=== Problem requirements ===
Within the data that follows, set down exactly the lines from the one containing "#[derive(Debug, Clone, PartialEq, Eq)]" through the one containing "pub enum SagaError", both ends included.

━━━ Exercise data

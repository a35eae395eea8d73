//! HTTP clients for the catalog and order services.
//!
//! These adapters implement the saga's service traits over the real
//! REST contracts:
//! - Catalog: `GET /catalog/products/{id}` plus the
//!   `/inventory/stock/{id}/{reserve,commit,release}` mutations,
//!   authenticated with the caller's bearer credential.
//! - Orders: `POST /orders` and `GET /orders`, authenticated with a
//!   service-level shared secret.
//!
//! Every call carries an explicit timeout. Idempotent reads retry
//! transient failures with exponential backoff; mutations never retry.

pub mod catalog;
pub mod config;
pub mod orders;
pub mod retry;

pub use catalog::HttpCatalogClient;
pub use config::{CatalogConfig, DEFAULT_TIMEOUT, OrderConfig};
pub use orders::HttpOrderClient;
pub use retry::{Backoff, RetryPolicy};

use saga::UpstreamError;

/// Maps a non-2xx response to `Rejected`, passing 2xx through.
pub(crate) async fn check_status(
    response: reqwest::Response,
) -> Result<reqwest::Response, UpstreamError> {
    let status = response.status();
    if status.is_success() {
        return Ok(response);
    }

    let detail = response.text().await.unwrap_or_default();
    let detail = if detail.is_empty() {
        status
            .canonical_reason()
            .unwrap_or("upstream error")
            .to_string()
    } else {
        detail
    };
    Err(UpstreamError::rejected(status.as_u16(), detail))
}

━━━━━━
━━━ Exercise data

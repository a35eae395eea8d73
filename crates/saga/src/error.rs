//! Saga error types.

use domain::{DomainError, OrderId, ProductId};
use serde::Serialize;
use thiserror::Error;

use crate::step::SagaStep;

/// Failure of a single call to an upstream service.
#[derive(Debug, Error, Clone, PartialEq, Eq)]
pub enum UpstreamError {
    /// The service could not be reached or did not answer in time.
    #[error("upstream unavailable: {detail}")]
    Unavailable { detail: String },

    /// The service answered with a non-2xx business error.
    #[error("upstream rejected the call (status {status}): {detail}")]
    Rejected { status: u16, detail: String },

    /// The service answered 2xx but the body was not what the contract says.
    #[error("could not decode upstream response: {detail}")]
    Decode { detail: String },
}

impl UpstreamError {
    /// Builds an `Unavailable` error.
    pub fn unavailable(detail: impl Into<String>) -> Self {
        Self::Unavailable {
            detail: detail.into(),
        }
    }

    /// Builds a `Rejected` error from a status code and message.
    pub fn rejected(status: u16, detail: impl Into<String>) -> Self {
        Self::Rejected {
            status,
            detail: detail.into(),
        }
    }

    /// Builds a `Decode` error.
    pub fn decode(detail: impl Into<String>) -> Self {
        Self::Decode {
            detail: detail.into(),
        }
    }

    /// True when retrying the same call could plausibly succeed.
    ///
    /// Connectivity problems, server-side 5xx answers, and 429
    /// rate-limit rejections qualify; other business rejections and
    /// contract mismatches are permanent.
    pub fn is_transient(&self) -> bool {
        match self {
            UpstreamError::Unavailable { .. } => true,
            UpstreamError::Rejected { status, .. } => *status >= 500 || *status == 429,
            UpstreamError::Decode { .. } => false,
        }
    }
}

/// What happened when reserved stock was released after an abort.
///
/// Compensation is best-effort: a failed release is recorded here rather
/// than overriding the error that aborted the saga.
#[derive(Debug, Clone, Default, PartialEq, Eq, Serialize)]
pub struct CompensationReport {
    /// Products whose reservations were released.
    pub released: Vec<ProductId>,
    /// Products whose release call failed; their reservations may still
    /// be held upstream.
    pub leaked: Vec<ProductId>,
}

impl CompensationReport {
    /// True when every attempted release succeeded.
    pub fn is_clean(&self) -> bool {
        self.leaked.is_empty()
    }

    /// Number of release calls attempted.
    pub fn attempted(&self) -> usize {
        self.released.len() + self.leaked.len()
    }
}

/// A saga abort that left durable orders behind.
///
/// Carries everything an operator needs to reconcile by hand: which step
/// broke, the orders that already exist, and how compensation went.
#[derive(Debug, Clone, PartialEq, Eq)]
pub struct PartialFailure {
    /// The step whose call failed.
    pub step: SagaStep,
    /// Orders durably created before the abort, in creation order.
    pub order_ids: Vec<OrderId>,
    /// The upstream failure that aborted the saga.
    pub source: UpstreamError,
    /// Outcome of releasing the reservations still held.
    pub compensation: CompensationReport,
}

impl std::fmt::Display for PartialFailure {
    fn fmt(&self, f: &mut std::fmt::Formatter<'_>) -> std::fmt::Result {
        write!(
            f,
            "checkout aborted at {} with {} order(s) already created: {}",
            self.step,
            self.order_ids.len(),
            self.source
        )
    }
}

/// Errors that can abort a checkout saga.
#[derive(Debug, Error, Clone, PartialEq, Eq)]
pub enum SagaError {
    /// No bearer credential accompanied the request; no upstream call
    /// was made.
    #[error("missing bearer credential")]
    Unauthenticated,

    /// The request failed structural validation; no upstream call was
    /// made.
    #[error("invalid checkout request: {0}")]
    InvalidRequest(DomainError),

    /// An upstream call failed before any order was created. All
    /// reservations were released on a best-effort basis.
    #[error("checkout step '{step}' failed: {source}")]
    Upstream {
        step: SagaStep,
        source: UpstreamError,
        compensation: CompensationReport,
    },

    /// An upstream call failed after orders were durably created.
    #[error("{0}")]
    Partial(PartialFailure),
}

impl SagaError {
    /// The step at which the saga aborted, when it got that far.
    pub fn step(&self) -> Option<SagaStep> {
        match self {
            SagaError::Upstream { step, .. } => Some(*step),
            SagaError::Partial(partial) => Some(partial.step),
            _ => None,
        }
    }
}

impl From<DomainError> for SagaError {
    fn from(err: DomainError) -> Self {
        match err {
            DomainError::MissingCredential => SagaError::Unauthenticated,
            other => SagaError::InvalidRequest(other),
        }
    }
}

━━━━━━

=== Output for this task ===
#[derive(Debug, Clone, PartialEq, Eq)]
pub struct PartialFailure {
    /// The step whose call failed.
    pub step: SagaStep,
    /// Orders durably created before the abort, in creation order.
    pub order_ids: Vec<OrderId>,
    /// The upstream failure that aborted the saga.
    pub source: UpstreamError,
    /// Outcome of releasing the reservations still held.
    pub compensation: CompensationReport,
}

impl std::fmt::Display for PartialFailure {
    fn fmt(&self, f: &mut std::fmt::Formatter<'_>) -> std::fmt::Result {
        write!(
            f,
            "checkout aborted at {} with {} order(s) already created: {}",
            self.step,
            self.order_ids.len(),
            self.source
        )
    }
}

/// Errors that can abort a checkout saga.
#[derive(Debug, Error, Clone, PartialEq, Eq)]
pub enum SagaError {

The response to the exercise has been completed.